» Task statement: Write the records out again, precisely as they stand.

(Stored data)

▽

use crate::config::Config;
use crate::device::{DeviceCapabilities, InputDevice};
use crate::encoder::StreamEncoder;
use crate::error::KeypipeError;
use crate::event::{translate, EventBatch};
use crate::terminal::TerminalModeGuard;
use crate::KeypipeResult;
use futures::{Stream, StreamExt};
use std::future::Future;
use std::io::{self, Write};
use std::time::Duration;
use tokio::signal::unix::{signal, Signal, SignalKind};

/// Exit status for every fatal initialization or I/O failure.
pub const EXIT_FAILURE: i32 = 1;

/// Where a capture session is in its lifetime.
#[derive(Debug, Clone, Copy, PartialEq, Eq)]
pub enum CaptureState {
    /// The terminal is being configured and the device opened.
    Init,
    /// The device is open and its capabilities are being queried.
    Validating,
    /// Events are being read and forwarded.
    Capturing,
    /// The session is over; the process exits with this status.
    Terminated(i32),
}

/// How transient read errors are handled. Short reads are never retried.
#[derive(Debug, Clone, Copy, PartialEq, Eq)]
pub struct RetryPolicy {
    pub max_retries: u32,
    pub delay: Duration,
}

impl RetryPolicy {
    /// Give up on the first read error.
    pub fn none() -> Self {
        Self {
            max_retries: 0,
            delay: Duration::from_millis(10),
        }
    }
}

impl Default for RetryPolicy {
    fn default() -> Self {
        Self::none()
    }
}

/// A source of raw event batches that can describe itself.
pub trait KeySource: Stream<Item = KeypipeResult<EventBatch>> + Unpin {
    /// Query the source's capabilities. An error here ends the session.
    fn capabilities(&self) -> KeypipeResult<DeviceCapabilities>;
}

impl KeySource for InputDevice {
    fn capabilities(&self) -> KeypipeResult<DeviceCapabilities> {
        InputDevice::capabilities(self)
    }
}

/// Reads batches from a [`KeySource`], translates them and writes the key events
/// out until something fatal happens.
pub struct CaptureLoop<S, W> {
    source: S,
    encoder: StreamEncoder<W>,
    retry: RetryPolicy,
    state: CaptureState,
    capabilities: Option<DeviceCapabilities>,
}

enum Next {
    Batch(Option<KeypipeResult<EventBatch>>),
    Shutdown(i32),
}

impl<S: KeySource, W: Write> CaptureLoop<S, W> {
    /// Create a loop over an already opened source.
    pub fn new(source: S, encoder: StreamEncoder<W>, retry: RetryPolicy) -> Self {
        Self {
            source,
            encoder,
            retry,
            state: CaptureState::Validating,
            capabilities: None,
        }
    }

    pub fn state(&self) -> CaptureState {
        self.state
    }

    pub fn capabilities(&self) -> Option<&DeviceCapabilities> {
        self.capabilities.as_ref()
    }

    pub fn output(&self) -> &W {
        self.encoder.get_ref()
    }

    /// Validate the source and forward events until a fatal error or until
    /// `shutdown` resolves with an exit status. Returns the exit status.
    pub async fn run(&mut self, shutdown: impl Future<Output = i32>) -> i32 {
        futures::pin_mut!(shutdown);

        if self.state == CaptureState::Validating {
            match self.source.capabilities() {
                Ok(caps) => {
                    self.capabilities = Some(caps);
                    self.transition(CaptureState::Capturing);
                }
                Err(e) => return self.fail(e),
            }
        }

        let mut retries = 0;

        while self.state == CaptureState::Capturing {
            let next = tokio::select! {
                batch = self.source.next() => Next::Batch(batch),
                code = &mut shutdown => Next::Shutdown(code),
            };

            match next {
                Next::Batch(Some(Ok(batch))) => {
                    retries = 0;
                    if let Err(e) = self.forward(&batch) {
                        return self.fail(e);
                    }
                }
                Next::Batch(Some(Err(e)))
                    if e.is_transient_read() && retries < self.retry.max_retries =>
                {
                    retries += 1;
                    log::warn!(
                        "{e}, retrying ({retries}/{})",
                        self.retry.max_retries
                    );
                    tokio::time::sleep(self.retry.delay).await;
                }
                Next::Batch(Some(Err(e))) => return self.fail(e),
                Next::Batch(None) => return self.fail(KeypipeError::DeviceLost { bytes: 0 }),
                Next::Shutdown(code) => {
                    log::info!("termination signal received, stopping capture");
                    self.transition(CaptureState::Terminated(code));
                }
            }
        }

        match self.state {
            CaptureState::Terminated(code) => code,
            _ => EXIT_FAILURE,
        }
    }

    fn forward(&mut self, batch: &EventBatch) -> KeypipeResult<()> {
        for ev in translate(batch.as_slice()) {
            self.encoder.emit(ev)?;
        }
        Ok(())
    }

    fn fail(&mut self, e: KeypipeError) -> i32 {
        log::error!("{e}");
        self.transition(CaptureState::Terminated(EXIT_FAILURE));
        EXIT_FAILURE
    }

    fn transition(&mut self, next: CaptureState) {
        log::debug!("capture state {:?} -> {next:?}", self.state);
        self.state = next;
    }
}

/// Listeners for SIGINT, SIGTERM and SIGHUP.
///
/// The handlers are registered when this is created, so a signal delivered before
/// [`recv`](Self::recv) is first awaited is still observed. Must be created from
/// within a tokio runtime.
pub struct TerminationSignals {
    signals: Vec<(Signal, i32)>,
}

impl TerminationSignals {
    pub fn install() -> Self {
        let kinds = [
            (SignalKind::interrupt(), libc::SIGINT),
            (SignalKind::terminate(), libc::SIGTERM),
            (SignalKind::hangup(), libc::SIGHUP),
        ];

        let mut signals = Vec::with_capacity(kinds.len());
        for (kind, signo) in kinds {
            match signal(kind) {
                Ok(s) => signals.push((s, signo)),
                Err(e) => log::warn!("cannot listen for signal {signo}: {e}"),
            }
        }

        Self { signals }
    }

    /// Resolves with `128 + signo` once one of the signals is delivered.
    pub async fn recv(&mut self) -> i32 {
        if self.signals.is_empty() {
            return std::future::pending().await;
        }

        let waits = self.signals.iter_mut().map(|(s, signo)| {
            Box::pin(async move {
                s.recv().await;
                *signo
            })
        });

        let (signo, _, _) = futures::future::select_all(waits).await;
        128 + signo
    }
}

/// Run a whole capture session as configured and return the process exit status.
///
/// The terminal and the device are released before this returns.
pub async fn run(config: &Config) -> i32 {
    log::debug!("capture state {:?}", CaptureState::Init);

    // Listen before touching the terminal so a signal can never skip the restore.
    let mut signals = TerminationSignals::install();

    let _terminal = if config.keep_terminal {
        None
    } else {
        TerminalModeGuard::apply(libc::STDIN_FILENO)
            .map_err(|e| log::warn!("{e}, continuing without raw terminal mode"))
            .ok()
    };

    let device = match InputDevice::open(&config.device) {
        Ok(device) => device,
        Err(e) => {
            log::error!("{e}");
            return EXIT_FAILURE;
        }
    };

    log::debug!("opened {}", device.path().display());

    let encoder = StreamEncoder::new(io::stdout().lock(), config.byte_order);
    let mut capture = CaptureLoop::new(device, encoder, config.retry_policy());

    capture.run(signals.recv()).await
}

△

» Task solution:
use crate::config::Config;
use crate::device::{DeviceCapabilities, InputDevice};
use crate::encoder::StreamEncoder;
use crate::error::KeypipeError;
use crate::event::{translate, EventBatch};
use crate::terminal::TerminalModeGuard;
use crate::KeypipeResult;
use futures::{Stream, StreamExt};
use std::future::Future;
use std::io::{self, Write};
use std::time::Duration;
use tokio::signal::unix::{signal, Signal, SignalKind};

/// Exit status for every fatal initialization or I/O failure.
pub const EXIT_FAILURE: i32 = 1;

/// Where a capture session is in its lifetime.
#[derive(Debug, Clone, Copy, PartialEq, Eq)]
pub enum CaptureState {
    /// The terminal is being configured and the device opened.
    Init,
    /// The device is open and its capabilities are being queried.
    Validating,
    /// Events are being read and forwarded.
    Capturing,
    /// The session is over; the process exits with this status.
    Terminated(i32),
}

/// How transient read errors are handled. Short reads are never retried.
#[derive(Debug, Clone, Copy, PartialEq, Eq)]
pub struct RetryPolicy {
    pub max_retries: u32,
    pub delay: Duration,
}

impl RetryPolicy {
    /// Give up on the first read error.
    pub fn none() -> Self {
        Self {
            max_retries: 0,
            delay: Duration::from_millis(10),
        }
    }
}

impl Default for RetryPolicy {
    fn default() -> Self {
        Self::none()
    }
}

/// A source of raw event batches that can describe itself.
pub trait KeySource: Stream<Item = KeypipeResult<EventBatch>> + Unpin {
    /// Query the source's capabilities. An error here ends the session.
    fn capabilities(&self) -> KeypipeResult<DeviceCapabilities>;
}

impl KeySource for InputDevice {
    fn capabilities(&self) -> KeypipeResult<DeviceCapabilities> {
        InputDevice::capabilities(self)
    }
}

/// Reads batches from a [`KeySource`], translates them and writes the key events
/// out until something fatal happens.
pub struct CaptureLoop<S, W> {
    source: S,
    encoder: StreamEncoder<W>,
    retry: RetryPolicy,
    state: CaptureState,
    capabilities: Option<DeviceCapabilities>,
}

enum Next {
    Batch(Option<KeypipeResult<EventBatch>>),
    Shutdown(i32),
}

impl<S: KeySource, W: Write> CaptureLoop<S, W> {
    /// Create a loop over an already opened source.
    pub fn new(source: S, encoder: StreamEncoder<W>, retry: RetryPolicy) -> Self {
        Self {
            source,
            encoder,
            retry,
            state: CaptureState::Validating,
            capabilities: None,
        }
    }

    pub fn state(&self) -> CaptureState {
        self.state
    }

    pub fn capabilities(&self) -> Option<&DeviceCapabilities> {
        self.capabilities.as_ref()
    }

    pub fn output(&self) -> &W {
        self.encoder.get_ref()
    }

    /// Validate the source and forward events until a fatal error or until
    /// `shutdown` resolves with an exit status. Returns the exit status.
    pub async fn run(&mut self, shutdown: impl Future<Output = i32>) -> i32 {
        futures::pin_mut!(shutdown);

        if self.state == CaptureState::Validating {
            match self.source.capabilities() {
                Ok(caps) => {
                    self.capabilities = Some(caps);
                    self.transition(CaptureState::Capturing);
                }
                Err(e) => return self.fail(e),
            }
        }

        let mut retries = 0;

        while self.state == CaptureState::Capturing {
            let next = tokio::select! {
                batch = self.source.next() => Next::Batch(batch),
                code = &mut shutdown => Next::Shutdown(code),
            };

            match next {
                Next::Batch(Some(Ok(batch))) => {
                    retries = 0;
                    if let Err(e) = self.forward(&batch) {
                        return self.fail(e);
                    }
                }
                Next::Batch(Some(Err(e)))
                    if e.is_transient_read() && retries < self.retry.max_retries =>
                {
                    retries += 1;
                    log::warn!(
                        "{e}, retrying ({retries}/{})",
                        self.retry.max_retries
                    );
                    tokio::time::sleep(self.retry.delay).await;
                }
                Next::Batch(Some(Err(e))) => return self.fail(e),
                Next::Batch(None) => return self.fail(KeypipeError::DeviceLost { bytes: 0 }),
                Next::Shutdown(code) => {
                    log::info!("termination signal received, stopping capture");
                    self.transition(CaptureState::Terminated(code));
                }
            }
        }

        match self.state {
            CaptureState::Terminated(code) => code,
            _ => EXIT_FAILURE,
        }
    }

    fn forward(&mut self, batch: &EventBatch) -> KeypipeResult<()> {
        for ev in translate(batch.as_slice()) {
            self.encoder.emit(ev)?;
        }
        Ok(())
    }

    fn fail(&mut self, e: KeypipeError) -> i32 {
        log::error!("{e}");
        self.transition(CaptureState::Terminated(EXIT_FAILURE));
        EXIT_FAILURE
    }

    fn transition(&mut self, next: CaptureState) {
        log::debug!("capture state {:?} -> {next:?}", self.state);
        self.state = next;
    }
}

/// Listeners for SIGINT, SIGTERM and SIGHUP.
///
/// The handlers are registered when this is created, so a signal delivered before
/// [`recv`](Self::recv) is first awaited is still observed. Must be created from
/// within a tokio runtime.
pub struct TerminationSignals {
    signals: Vec<(Signal, i32)>,
}

impl TerminationSignals {
    pub fn install() -> Self {
        let kinds = [
            (SignalKind::interrupt(), libc::SIGINT),
            (SignalKind::terminate(), libc::SIGTERM),
            (SignalKind::hangup(), libc::SIGHUP),
        ];

        let mut signals = Vec::with_capacity(kinds.len());
        for (kind, signo) in kinds {
            match signal(kind) {
                Ok(s) => signals.push((s, signo)),
                Err(e) => log::warn!("cannot listen for signal {signo}: {e}"),
            }
        }

        Self { signals }
    }

    /// Resolves with `128 + signo` once one of the signals is delivered.
    pub async fn recv(&mut self) -> i32 {
        if self.signals.is_empty() {
            return std::future::pending().await;
        }

        let waits = self.signals.iter_mut().map(|(s, signo)| {
            Box::pin(async move {
                s.recv().await;
                *signo
            })
        });

        let (signo, _, _) = futures::future::select_all(waits).await;
        128 + signo
    }
}

/// Run a whole capture session as configured and return the process exit status.
///
/// The terminal and the device are released before this returns.
pub async fn run(config: &Config) -> i32 {
    log::debug!("capture state {:?}", CaptureState::Init);

    // Listen before touching the terminal so a signal can never skip the restore.
    let mut signals = TerminationSignals::install();

    let _terminal = if config.keep_terminal {
        None
    } else {
        TerminalModeGuard::apply(libc::STDIN_FILENO)
            .map_err(|e| log::warn!("{e}, continuing without raw terminal mode"))
            .ok()
    };

    let device = match InputDevice::open(&config.device) {
        Ok(device) => device,
        Err(e) => {
            log::error!("{e}");
            return EXIT_FAILURE;
        }
    };

    log::debug!("opened {}", device.path().display());

    let encoder = StreamEncoder::new(io::stdout().lock(), config.byte_order);
    let mut capture = CaptureLoop::new(device, encoder, config.retry_policy());

    capture.run(signals.recv()).await
}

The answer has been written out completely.